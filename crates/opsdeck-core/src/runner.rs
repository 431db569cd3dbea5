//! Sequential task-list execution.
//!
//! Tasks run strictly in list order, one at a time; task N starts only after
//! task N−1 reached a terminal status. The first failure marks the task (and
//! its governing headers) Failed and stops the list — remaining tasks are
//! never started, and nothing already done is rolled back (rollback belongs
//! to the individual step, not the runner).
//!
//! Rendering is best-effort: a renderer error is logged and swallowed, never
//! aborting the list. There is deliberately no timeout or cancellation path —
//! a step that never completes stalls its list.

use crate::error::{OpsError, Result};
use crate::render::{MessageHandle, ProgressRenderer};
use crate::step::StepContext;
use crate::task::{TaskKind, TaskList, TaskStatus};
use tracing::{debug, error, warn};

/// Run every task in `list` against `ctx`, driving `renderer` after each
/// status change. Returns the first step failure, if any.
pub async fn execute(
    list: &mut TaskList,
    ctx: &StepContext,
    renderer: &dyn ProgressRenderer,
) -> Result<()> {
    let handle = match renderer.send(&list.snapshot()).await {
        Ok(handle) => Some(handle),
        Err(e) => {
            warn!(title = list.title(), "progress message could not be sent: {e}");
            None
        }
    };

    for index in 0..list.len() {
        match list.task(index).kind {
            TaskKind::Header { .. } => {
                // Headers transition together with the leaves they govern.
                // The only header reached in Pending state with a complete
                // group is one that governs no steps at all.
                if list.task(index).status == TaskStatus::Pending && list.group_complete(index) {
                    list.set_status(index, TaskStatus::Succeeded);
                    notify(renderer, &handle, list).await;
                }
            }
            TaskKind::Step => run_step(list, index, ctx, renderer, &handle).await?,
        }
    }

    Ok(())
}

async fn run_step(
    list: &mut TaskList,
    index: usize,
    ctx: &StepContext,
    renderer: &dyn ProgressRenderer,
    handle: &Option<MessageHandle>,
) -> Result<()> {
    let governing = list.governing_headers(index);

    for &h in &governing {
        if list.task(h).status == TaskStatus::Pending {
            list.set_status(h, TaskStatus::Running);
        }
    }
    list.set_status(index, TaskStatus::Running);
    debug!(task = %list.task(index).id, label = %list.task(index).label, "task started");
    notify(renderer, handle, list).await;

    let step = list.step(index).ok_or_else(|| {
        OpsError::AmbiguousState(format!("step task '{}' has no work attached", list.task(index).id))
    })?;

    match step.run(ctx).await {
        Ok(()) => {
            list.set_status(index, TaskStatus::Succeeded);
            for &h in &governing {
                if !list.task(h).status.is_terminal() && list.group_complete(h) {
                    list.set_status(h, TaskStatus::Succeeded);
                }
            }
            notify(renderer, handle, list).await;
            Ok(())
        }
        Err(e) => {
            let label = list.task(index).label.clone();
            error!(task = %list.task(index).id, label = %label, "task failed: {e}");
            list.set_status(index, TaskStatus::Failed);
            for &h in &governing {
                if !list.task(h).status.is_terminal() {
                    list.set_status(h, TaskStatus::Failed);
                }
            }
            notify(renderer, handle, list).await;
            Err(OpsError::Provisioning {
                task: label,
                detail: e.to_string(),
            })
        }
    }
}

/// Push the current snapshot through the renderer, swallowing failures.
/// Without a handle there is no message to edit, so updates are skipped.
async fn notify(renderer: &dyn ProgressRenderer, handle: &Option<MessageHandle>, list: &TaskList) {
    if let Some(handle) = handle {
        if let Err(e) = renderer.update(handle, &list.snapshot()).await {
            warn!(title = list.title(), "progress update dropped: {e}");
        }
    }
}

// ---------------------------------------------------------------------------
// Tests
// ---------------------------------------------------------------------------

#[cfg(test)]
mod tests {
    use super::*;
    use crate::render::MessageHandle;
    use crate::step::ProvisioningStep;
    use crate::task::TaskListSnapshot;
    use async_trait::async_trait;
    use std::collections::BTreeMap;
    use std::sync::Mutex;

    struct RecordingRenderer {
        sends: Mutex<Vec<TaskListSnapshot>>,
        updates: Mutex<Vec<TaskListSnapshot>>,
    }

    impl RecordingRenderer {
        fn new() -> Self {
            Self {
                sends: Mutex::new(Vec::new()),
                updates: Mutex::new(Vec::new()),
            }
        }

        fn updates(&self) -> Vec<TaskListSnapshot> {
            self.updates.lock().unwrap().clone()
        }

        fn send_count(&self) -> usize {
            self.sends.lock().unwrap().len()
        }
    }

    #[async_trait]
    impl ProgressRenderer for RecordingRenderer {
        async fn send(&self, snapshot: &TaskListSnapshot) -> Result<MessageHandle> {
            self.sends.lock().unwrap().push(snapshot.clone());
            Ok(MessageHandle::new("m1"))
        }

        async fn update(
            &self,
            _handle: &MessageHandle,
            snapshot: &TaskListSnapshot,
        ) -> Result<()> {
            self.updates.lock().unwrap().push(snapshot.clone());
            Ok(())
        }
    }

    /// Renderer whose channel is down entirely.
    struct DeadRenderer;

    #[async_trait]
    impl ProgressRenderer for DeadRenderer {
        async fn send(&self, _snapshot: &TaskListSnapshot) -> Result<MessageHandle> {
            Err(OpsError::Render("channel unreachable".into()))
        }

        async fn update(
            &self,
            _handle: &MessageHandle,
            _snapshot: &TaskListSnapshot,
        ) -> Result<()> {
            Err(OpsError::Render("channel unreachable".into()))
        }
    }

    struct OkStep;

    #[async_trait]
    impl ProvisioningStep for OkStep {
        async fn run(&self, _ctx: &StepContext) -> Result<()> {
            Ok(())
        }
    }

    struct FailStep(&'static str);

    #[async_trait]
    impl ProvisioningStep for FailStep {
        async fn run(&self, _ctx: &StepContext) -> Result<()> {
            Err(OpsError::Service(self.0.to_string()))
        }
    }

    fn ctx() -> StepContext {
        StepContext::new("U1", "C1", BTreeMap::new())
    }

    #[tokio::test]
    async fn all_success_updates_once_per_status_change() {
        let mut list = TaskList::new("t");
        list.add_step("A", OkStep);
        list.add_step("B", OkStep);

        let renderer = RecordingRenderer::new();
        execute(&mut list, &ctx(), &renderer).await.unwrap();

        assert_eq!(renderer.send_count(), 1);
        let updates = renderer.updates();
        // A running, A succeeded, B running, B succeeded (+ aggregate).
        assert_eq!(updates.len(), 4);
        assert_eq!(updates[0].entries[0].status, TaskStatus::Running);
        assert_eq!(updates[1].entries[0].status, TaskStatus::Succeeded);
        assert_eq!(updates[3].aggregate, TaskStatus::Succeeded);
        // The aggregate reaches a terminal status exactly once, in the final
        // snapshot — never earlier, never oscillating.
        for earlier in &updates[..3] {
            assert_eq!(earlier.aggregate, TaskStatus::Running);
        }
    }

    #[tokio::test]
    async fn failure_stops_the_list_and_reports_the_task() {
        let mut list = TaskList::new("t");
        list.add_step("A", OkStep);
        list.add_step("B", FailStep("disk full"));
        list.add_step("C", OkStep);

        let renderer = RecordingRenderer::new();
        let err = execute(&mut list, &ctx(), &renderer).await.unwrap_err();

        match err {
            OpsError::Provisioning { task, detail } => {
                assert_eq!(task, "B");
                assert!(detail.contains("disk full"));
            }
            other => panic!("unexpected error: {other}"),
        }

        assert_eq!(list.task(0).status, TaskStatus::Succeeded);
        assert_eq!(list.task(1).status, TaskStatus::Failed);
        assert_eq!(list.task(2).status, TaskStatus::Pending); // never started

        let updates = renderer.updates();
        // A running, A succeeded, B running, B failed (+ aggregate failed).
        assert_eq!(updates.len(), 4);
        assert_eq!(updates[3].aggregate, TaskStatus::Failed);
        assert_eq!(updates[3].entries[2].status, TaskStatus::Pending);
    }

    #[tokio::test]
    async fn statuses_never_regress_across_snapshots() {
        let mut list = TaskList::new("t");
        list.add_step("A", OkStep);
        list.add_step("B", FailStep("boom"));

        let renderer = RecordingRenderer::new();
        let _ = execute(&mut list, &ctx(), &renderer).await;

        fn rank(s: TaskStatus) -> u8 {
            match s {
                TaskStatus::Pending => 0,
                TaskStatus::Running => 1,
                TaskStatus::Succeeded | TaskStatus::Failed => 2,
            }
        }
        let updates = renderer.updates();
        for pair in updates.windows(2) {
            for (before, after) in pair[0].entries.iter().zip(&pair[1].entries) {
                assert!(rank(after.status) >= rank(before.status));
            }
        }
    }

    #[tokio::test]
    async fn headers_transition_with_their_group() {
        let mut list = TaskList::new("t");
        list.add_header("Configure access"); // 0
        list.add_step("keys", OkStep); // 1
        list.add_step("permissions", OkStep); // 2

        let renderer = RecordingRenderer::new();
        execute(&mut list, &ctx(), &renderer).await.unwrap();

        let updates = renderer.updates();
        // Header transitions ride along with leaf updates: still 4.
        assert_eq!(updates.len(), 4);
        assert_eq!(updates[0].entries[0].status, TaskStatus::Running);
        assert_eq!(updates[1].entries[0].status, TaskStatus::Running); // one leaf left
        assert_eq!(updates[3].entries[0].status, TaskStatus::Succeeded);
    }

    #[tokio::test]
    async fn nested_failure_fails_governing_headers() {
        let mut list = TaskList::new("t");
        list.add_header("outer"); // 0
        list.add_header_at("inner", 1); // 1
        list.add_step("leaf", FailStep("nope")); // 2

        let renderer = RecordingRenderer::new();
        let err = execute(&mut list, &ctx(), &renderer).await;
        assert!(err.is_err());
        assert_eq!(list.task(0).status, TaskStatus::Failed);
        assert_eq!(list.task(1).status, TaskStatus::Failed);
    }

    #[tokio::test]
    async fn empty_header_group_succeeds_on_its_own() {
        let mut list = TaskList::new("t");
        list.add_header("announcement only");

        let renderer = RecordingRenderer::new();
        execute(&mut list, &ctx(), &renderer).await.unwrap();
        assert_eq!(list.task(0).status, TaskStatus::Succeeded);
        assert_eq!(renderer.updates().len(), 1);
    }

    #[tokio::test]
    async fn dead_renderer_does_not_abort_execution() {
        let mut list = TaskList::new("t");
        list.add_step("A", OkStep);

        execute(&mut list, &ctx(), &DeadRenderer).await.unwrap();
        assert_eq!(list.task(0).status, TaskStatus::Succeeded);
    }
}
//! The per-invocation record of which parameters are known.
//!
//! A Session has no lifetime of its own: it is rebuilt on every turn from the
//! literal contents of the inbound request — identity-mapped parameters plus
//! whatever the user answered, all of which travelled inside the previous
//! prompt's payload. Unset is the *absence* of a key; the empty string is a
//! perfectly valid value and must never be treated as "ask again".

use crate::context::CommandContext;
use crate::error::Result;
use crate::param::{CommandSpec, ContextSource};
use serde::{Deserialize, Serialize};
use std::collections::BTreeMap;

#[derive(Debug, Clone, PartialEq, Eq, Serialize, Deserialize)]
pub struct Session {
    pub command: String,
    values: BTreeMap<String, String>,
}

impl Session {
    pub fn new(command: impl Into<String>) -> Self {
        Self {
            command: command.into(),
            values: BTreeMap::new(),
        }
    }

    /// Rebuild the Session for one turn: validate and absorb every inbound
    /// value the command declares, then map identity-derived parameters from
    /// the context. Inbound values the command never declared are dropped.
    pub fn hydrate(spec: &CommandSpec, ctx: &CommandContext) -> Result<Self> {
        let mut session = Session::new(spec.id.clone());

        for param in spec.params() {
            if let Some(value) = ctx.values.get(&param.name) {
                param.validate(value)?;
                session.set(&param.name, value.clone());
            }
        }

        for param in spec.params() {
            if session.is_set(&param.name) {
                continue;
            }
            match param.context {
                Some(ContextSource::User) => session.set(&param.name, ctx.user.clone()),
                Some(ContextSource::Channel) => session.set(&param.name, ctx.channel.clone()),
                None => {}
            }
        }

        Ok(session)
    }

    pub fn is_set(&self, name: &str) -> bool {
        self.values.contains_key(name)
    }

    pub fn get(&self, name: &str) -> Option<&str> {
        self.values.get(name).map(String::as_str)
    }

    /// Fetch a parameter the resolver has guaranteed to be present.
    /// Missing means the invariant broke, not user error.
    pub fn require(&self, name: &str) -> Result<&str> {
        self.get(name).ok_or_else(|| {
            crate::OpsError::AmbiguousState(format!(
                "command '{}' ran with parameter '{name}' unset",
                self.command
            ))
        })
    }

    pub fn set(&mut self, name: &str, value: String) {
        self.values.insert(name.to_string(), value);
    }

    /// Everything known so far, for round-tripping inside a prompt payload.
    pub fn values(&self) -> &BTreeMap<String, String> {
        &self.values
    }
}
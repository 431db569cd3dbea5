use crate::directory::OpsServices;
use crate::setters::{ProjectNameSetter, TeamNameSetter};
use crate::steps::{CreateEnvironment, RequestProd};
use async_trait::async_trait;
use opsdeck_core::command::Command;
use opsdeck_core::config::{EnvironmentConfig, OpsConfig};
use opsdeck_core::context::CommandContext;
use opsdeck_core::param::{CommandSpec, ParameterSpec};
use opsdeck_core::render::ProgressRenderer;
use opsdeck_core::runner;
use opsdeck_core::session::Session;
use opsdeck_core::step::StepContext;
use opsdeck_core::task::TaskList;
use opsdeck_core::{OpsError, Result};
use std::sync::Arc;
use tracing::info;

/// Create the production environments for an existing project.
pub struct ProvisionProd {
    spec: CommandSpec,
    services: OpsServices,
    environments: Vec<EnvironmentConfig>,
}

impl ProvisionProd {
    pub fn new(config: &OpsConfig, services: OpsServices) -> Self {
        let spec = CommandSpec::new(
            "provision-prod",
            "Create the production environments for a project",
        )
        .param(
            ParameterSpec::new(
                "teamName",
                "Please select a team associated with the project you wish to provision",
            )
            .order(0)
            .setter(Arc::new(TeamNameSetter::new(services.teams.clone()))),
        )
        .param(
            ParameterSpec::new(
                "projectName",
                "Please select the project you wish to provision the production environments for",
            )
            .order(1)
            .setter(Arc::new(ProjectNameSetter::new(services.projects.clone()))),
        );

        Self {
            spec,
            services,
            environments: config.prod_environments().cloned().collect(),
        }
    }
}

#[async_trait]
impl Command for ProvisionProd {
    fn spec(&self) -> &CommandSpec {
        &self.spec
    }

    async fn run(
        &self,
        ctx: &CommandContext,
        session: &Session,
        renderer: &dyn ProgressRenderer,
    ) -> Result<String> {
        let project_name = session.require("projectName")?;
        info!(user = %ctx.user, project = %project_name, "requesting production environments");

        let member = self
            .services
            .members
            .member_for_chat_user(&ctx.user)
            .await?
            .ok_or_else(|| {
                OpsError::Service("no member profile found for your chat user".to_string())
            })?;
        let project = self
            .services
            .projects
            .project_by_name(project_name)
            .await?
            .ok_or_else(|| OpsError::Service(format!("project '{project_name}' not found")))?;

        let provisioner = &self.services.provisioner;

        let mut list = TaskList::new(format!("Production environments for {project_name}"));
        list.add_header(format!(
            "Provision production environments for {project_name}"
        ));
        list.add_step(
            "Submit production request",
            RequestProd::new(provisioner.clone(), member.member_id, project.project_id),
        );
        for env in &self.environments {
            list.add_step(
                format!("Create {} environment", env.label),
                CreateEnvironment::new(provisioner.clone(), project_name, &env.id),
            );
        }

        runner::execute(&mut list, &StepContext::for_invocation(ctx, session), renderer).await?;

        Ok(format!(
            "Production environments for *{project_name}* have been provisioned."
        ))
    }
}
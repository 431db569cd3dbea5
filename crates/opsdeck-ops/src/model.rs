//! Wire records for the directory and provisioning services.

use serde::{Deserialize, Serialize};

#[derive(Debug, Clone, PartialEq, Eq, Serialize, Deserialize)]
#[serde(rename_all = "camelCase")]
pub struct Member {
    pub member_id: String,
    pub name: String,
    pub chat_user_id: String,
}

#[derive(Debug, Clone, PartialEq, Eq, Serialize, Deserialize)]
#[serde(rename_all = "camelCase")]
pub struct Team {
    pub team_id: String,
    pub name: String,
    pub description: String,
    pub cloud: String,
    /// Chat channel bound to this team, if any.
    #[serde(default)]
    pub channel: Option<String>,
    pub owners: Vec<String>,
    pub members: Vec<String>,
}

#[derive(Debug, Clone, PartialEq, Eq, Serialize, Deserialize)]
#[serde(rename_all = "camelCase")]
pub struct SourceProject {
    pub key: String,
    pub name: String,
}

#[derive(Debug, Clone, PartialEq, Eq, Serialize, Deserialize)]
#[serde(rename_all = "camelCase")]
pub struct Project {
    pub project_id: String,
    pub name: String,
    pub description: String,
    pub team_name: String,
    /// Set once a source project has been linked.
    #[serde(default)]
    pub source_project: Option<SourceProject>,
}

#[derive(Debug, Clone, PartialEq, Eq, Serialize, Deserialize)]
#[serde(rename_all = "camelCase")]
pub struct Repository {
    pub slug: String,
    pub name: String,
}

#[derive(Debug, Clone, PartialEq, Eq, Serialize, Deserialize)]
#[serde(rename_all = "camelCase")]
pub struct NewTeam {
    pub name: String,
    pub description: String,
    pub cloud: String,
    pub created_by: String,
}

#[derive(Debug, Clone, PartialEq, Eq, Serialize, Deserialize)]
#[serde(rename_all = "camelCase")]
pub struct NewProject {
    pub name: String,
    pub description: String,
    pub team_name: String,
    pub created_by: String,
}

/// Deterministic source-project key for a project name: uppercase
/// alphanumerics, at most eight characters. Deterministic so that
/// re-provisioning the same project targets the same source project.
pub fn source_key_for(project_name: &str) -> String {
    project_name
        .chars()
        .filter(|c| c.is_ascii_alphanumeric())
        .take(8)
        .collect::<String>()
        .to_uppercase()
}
_ _ _ _ _
• **Task statement**
Give again, word for word, the records from their first line to the one with "remaining tasks are", and leave out all else.

• **Answer below**
filename crates/opsdeck-core/src/runner.rs
repository 431db569cd3dbea5
//! Sequential task-list execution.
//!
//! Tasks run strictly in list order, one at a time; task N starts only after
//! task N−1 reached a terminal status. The first failure marks the task (and
//! its governing headers) Failed and stops the list — remaining tasks are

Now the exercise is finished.